--- What is expected ---
Your answer should be every line of the entries that has the string "rows" in it.

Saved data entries
══════

fn write_comment_header<W: Write>(
    w: &mut W,
    data_type: DataType,
    calib: &Calibration,
) -> Result<(), ImageError> {
    writeln!(w, "# DataType: {}", data_type.name())?;
    if data_type.is_multi_byte() {
        let host = if cfg!(target_endian = "big") {
            "Big"
        } else {
            "Little"
        };
        writeln!(w, "# Endian: {}", host)?;
    }
    for i in 0..3 {
        for j in 0..4 {
            writeln!(
                w,
                "# PinHoleParameterH{}{}: {}",
                i + 1,
                j + 1,
                calib.p[i][j]
            )?;
        }
    }
    writeln!(w, "# DistortionParameterD1: {}", calib.d1)?;
    writeln!(w, "# DistortionParameterD2: {}", calib.d2)?;
    Ok(())
}

/// Save a grayscale image as PBM P5.
pub fn save_gray<W: Write>(
    w: &mut W,
    img: &Image<u8>,
    calib: &Calibration,
) -> Result<(), ImageError> {
    writeln!(w, "P5")?;
    write_comment_header(w, DataType::Char, calib)?;
    writeln!(w, "{} {}", img.width(), img.height())?;
    writeln!(w, "255")?;
    for v in 0..img.height() {
        w.write_all(img.row(v))?;
    }
    Ok(())
}

/// Save an RGB image as PBM P6.
pub fn save_rgb<W: Write>(
    w: &mut W,
    img: &Image<Rgb24>,
    calib: &Calibration,
) -> Result<(), ImageError> {
    writeln!(w, "P6")?;
    write_comment_header(w, DataType::Rgb24, calib)?;
    writeln!(w, "{} {}", img.width(), img.height())?;
    writeln!(w, "255")?;
    for v in 0..img.height() {
        for p in img.row(v) {
            w.write_all(&[p.r, p.g, p.b])?;
        }
    }
    Ok(())
}

/// Save a float raster (disparity map) as PBM P5 with `DataType: Float`.
pub fn save_float<W: Write>(
    w: &mut W,
    img: &Image<f32>,
    calib: &Calibration,
) -> Result<(), ImageError> {
    writeln!(w, "P5")?;
    write_comment_header(w, DataType::Float, calib)?;
    writeln!(w, "{} {}", img.width(), img.height())?;
    writeln!(w, "255")?;
    for v in 0..img.height() {
        for x in img.row(v) {
            w.write_all(&x.to_ne_bytes())?;
        }
    }
    Ok(())
}

#[cfg(test)]
mod tests {
    use super::*;
    use std::io::Cursor;

    fn sample_calib() -> Calibration {
        let mut c = Calibration::default();
        c.p[0][0] = 800.0;
        c.p[0][2] = 320.0;
        c.p[1][1] = 800.0;
        c.p[1][2] = 240.0;
        c.d1 = 0.1;
        c.d2 = -0.02;
        c
    }

    #[test]
    fn test_gray_pbm_round_trip() {
        let mut img: Image<u8> = Image::new(4, 3);
        for v in 0..3 {
            for u in 0..4 {
                img.row_mut(v)[u] = (16 * v + u) as u8;
            }
        }
        let calib = sample_calib();
        let mut buf = Vec::new();
        save_gray(&mut buf, &img, &calib).unwrap();
        let (back, calib2) = restore_gray(&mut Cursor::new(&buf)).unwrap();
        assert_eq!(back, img);
        assert_eq!(calib2, calib);
    }

    #[test]
    fn test_float_pbm_round_trip() {
        let mut img: Image<f32> = Image::new(3, 2);
        img.row_mut(0).copy_from_slice(&[0.0, 1.5, -2.25]);
        img.row_mut(1).copy_from_slice(&[4.0, 5.5, 63.125]);
        let mut buf = Vec::new();
        save_float(&mut buf, &img, &Calibration::default()).unwrap();
        let (back, _) = restore_float(&mut Cursor::new(&buf)).unwrap();
        assert_eq!(back, img);
    }

    #[test]
    fn test_rgb_pbm_round_trip() {
        let mut img: Image<Rgb24> = Image::new(2, 2);
        img.row_mut(0)[0] = Rgb24::new(1, 2, 3);
        img.row_mut(1)[1] = Rgb24::new(200, 100, 50);
        let mut buf = Vec::new();
        save_rgb(&mut buf, &img, &Calibration::default()).unwrap();
        let (back, _) = restore_rgb(&mut Cursor::new(&buf)).unwrap();
        assert_eq!(back, img);
    }

    #[test]
    fn test_legacy_distortion_is_rescaled() {
        // focal k = 2, so A is scaled by k^2 and B by k^4
        let header = "P5\n\
                      # PinHoleParameterH11: 2\n\
                      # PinHoleParameterH22: 2\n\
                      # DistortionParameterA: 0.5\n\
                      # DistortionParameterB: 0.25\n\
                      2 1\n255\n";
        let mut data = header.as_bytes().to_vec();
        data.extend_from_slice(&[7, 7]);
        let (_, calib) = restore_gray(&mut Cursor::new(&data)).unwrap();
        assert!((calib.focal().unwrap() - 2.0).abs() < 1e-12);
        assert!((calib.d1 - 2.0).abs() < 1e-12);
        assert!((calib.d2 - 4.0).abs() < 1e-12);
    }

    #[test]
    fn test_legacy_rescale_blends_unequal_row_scales() {
        // for diag(20, 10, 1) the halved focal rows give the rotation fit
        // N = diag(10, 5, 1), so k = (10 + 5) / 1 = 15
        let header = "P5\n\
                      # PinHoleParameterH11: 20\n\
                      # PinHoleParameterH22: 10\n\
                      # PinHoleParameterH33: 1\n\
                      # DistortionParameterA: 0.5\n\
                      # DistortionParameterB: 0.25\n\
                      2 1\n255\n";
        let mut data = header.as_bytes().to_vec();
        data.extend_from_slice(&[7, 7]);
        let (_, calib) = restore_gray(&mut Cursor::new(&data)).unwrap();
        assert!((calib.focal().unwrap() - 15.0).abs() < 1e-9);
        assert!((calib.d1 - 0.5 * 225.0).abs() < 1e-6);
        assert!((calib.d2 - 0.25 * 50625.0).abs() < 1e-3);
    }

    #[test]
    fn test_focal_is_rotation_invariant() {
        // P = diag(k, k, 1) * Rz(30 deg): the rotation fit recovers Rz and
        // the blended scalar is exactly k
        let k = 8.0f64;
        let (c, s) = (30.0f64.to_radians().cos(), 30.0f64.to_radians().sin());
        let mut calib = Calibration::default();
        calib.p = [
            [k * c, -k * s, 0.0, 0.0],
            [k * s, k * c, 0.0, 0.0],
            [0.0, 0.0, 1.0, 0.0],
        ];
        assert!((calib.focal().unwrap() - k).abs() < 1e-9);
    }

    #[test]
    fn test_degenerate_legacy_calibration_is_rejected() {
        // a rank-deficient projection has no extractable rotation
        let header = "P5\n\
                      # PinHoleParameterH22: 0\n\
                      # DistortionParameterA: 0.5\n\
                      2 1\n255\n";
        let mut data = header.as_bytes().to_vec();
        data.extend_from_slice(&[7, 7]);
        let err = restore_gray(&mut Cursor::new(&data)).unwrap_err();
        assert!(matches!(err, ImageError::Format(_)));
    }

    fn bmp24(width: usize, height: i32, pixels: &[u8]) -> Vec<u8> {
        let h = height.unsigned_abs() as usize;
        let row_bytes = (width * 3 + 3) / 4 * 4;
        let mut f = Vec::new();
        f.extend_from_slice(b"BM");
        f.extend_from_slice(&(54 + (row_bytes * h) as u32).to_le_bytes());
        f.extend_from_slice(&0u16.to_le_bytes());
        f.extend_from_slice(&0u16.to_le_bytes());
        f.extend_from_slice(&54u32.to_le_bytes());
        f.extend_from_slice(&40u32.to_le_bytes());
        f.extend_from_slice(&(width as i32).to_le_bytes());
        f.extend_from_slice(&height.to_le_bytes());
        f.extend_from_slice(&1u16.to_le_bytes());
        f.extend_from_slice(&24u16.to_le_bytes());
        f.extend_from_slice(&0u32.to_le_bytes()); // biCompression
        f.extend_from_slice(&0u32.to_le_bytes());
        f.extend_from_slice(&0u32.to_le_bytes());
        f.extend_from_slice(&0u32.to_le_bytes());
        f.extend_from_slice(&0u32.to_le_bytes());
        f.extend_from_slice(&0u32.to_le_bytes());
        for row in pixels.chunks(width * 3) {
            f.extend_from_slice(row);
            f.resize(f.len() + row_bytes - width * 3, 0);
        }
        f
    }

    #[test]
    fn test_bmp24_bottom_up() {
        // 2x2, rows stored bottom-up in BGR
        let pixels = [
            255, 0, 0, 0, 255, 0, // file row 0 = image row 1: blue, green
            0, 0, 255, 10, 20, 30, // file row 1 = image row 0: red, misc
        ];
        let file = bmp24(2, 2, &pixels);
        let (img, _) = restore_rgb(&mut Cursor::new(&file)).unwrap();
        assert_eq!(img.row(0)[0], Rgb24::new(255, 0, 0));
        assert_eq!(img.row(0)[1], Rgb24::new(30, 20, 10));
        assert_eq!(img.row(1)[0], Rgb24::new(0, 0, 255));
        assert_eq!(img.row(1)[1], Rgb24::new(0, 255, 0));
    }

    #[test]
    fn test_bmp_top_down() {
        let pixels = [1, 2, 3, 0, 0, 0, 0, 0, 0, 0, 0, 0];
        let file = bmp24(2, -2, &pixels);
        let (img, _) = restore_rgb(&mut Cursor::new(&file)).unwrap();
        assert_eq!(img.row(0)[0], Rgb24::new(3, 2, 1));
    }

    #[test]
    fn test_compressed_bmp_rejected() {
        let mut file = bmp24(2, 2, &[0u8; 12]);
        file[30] = 1; // biCompression = BI_RLE8
        let err = restore_rgb(&mut Cursor::new(&file)).unwrap_err();
        assert!(matches!(err, ImageError::Format(_)));
    }

    #[test]
    fn test_bmp8_palette() {
        let mut f = Vec::new();
        f.extend_from_slice(b"BM");
        f.extend_from_slice(&0u32.to_le_bytes());
        f.extend_from_slice(&0u16.to_le_bytes());
        f.extend_from_slice(&0u16.to_le_bytes());
        f.extend_from_slice(&(54u32 + 2 * 4).to_le_bytes());
        f.extend_from_slice(&40u32.to_le_bytes());
        f.extend_from_slice(&2i32.to_le_bytes());
        f.extend_from_slice(&1i32.to_le_bytes());
        f.extend_from_slice(&1u16.to_le_bytes());
        f.extend_from_slice(&8u16.to_le_bytes());
        f.extend_from_slice(&0u32.to_le_bytes());
        for _ in 0..3 {
            f.extend_from_slice(&0u32.to_le_bytes());
        }
        f.extend_from_slice(&2u32.to_le_bytes()); // biClrUsed
        f.extend_from_slice(&0u32.to_le_bytes());
        // palette: index 0 = blue, index 1 = white (BGRA quads)
        f.extend_from_slice(&[255, 0, 0, 0]);
        f.extend_from_slice(&[255, 255, 255, 0]);
        // one row of two indices, padded to 4 bytes
        f.extend_from_slice(&[0, 1, 0, 0]);
        let (img, _) = restore_rgb(&mut Cursor::new(&f)).unwrap();
        assert_eq!(img.row(0)[0], Rgb24::new(0, 0, 255));
        assert_eq!(img.row(0)[1], Rgb24::new(255, 255, 255));
    }

    #[test]
    fn test_yuv422_file_decodes() {
        let header = "P6\n# DataType: YUV422\n2 1\n255\n";
        let mut data = header.as_bytes().to_vec();
        data.extend_from_slice(&[128, 50, 128, 50]); // neutral chroma, y=50
        let (img, _) = restore_rgb(&mut Cursor::new(&data)).unwrap();
        assert_eq!(img.row(0)[0], Rgb24::gray(50));
        assert_eq!(img.row(0)[1], Rgb24::gray(50));
    }

    #[test]
    fn test_save_to_tempfile() {
        let dir = tempfile::tempdir().unwrap();
        let path = dir.path().join("map.pbm");
        let img: Image<f32> = Image::new(8, 4);
        let mut f = std::fs::File::create(&path).unwrap();
        save_float(&mut f, &img, &Calibration::default()).unwrap();
        drop(f);
        let data = std::fs::read(&path).unwrap();
        let (back, _) = restore_float(&mut Cursor::new(&data)).unwrap();
        assert_eq!(back, img);
    }
}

══════

--- Exercise answer ---
        // for diag(20, 10, 1) the halved focal rows give the rotation fit
        // 2x2, rows stored bottom-up in BGR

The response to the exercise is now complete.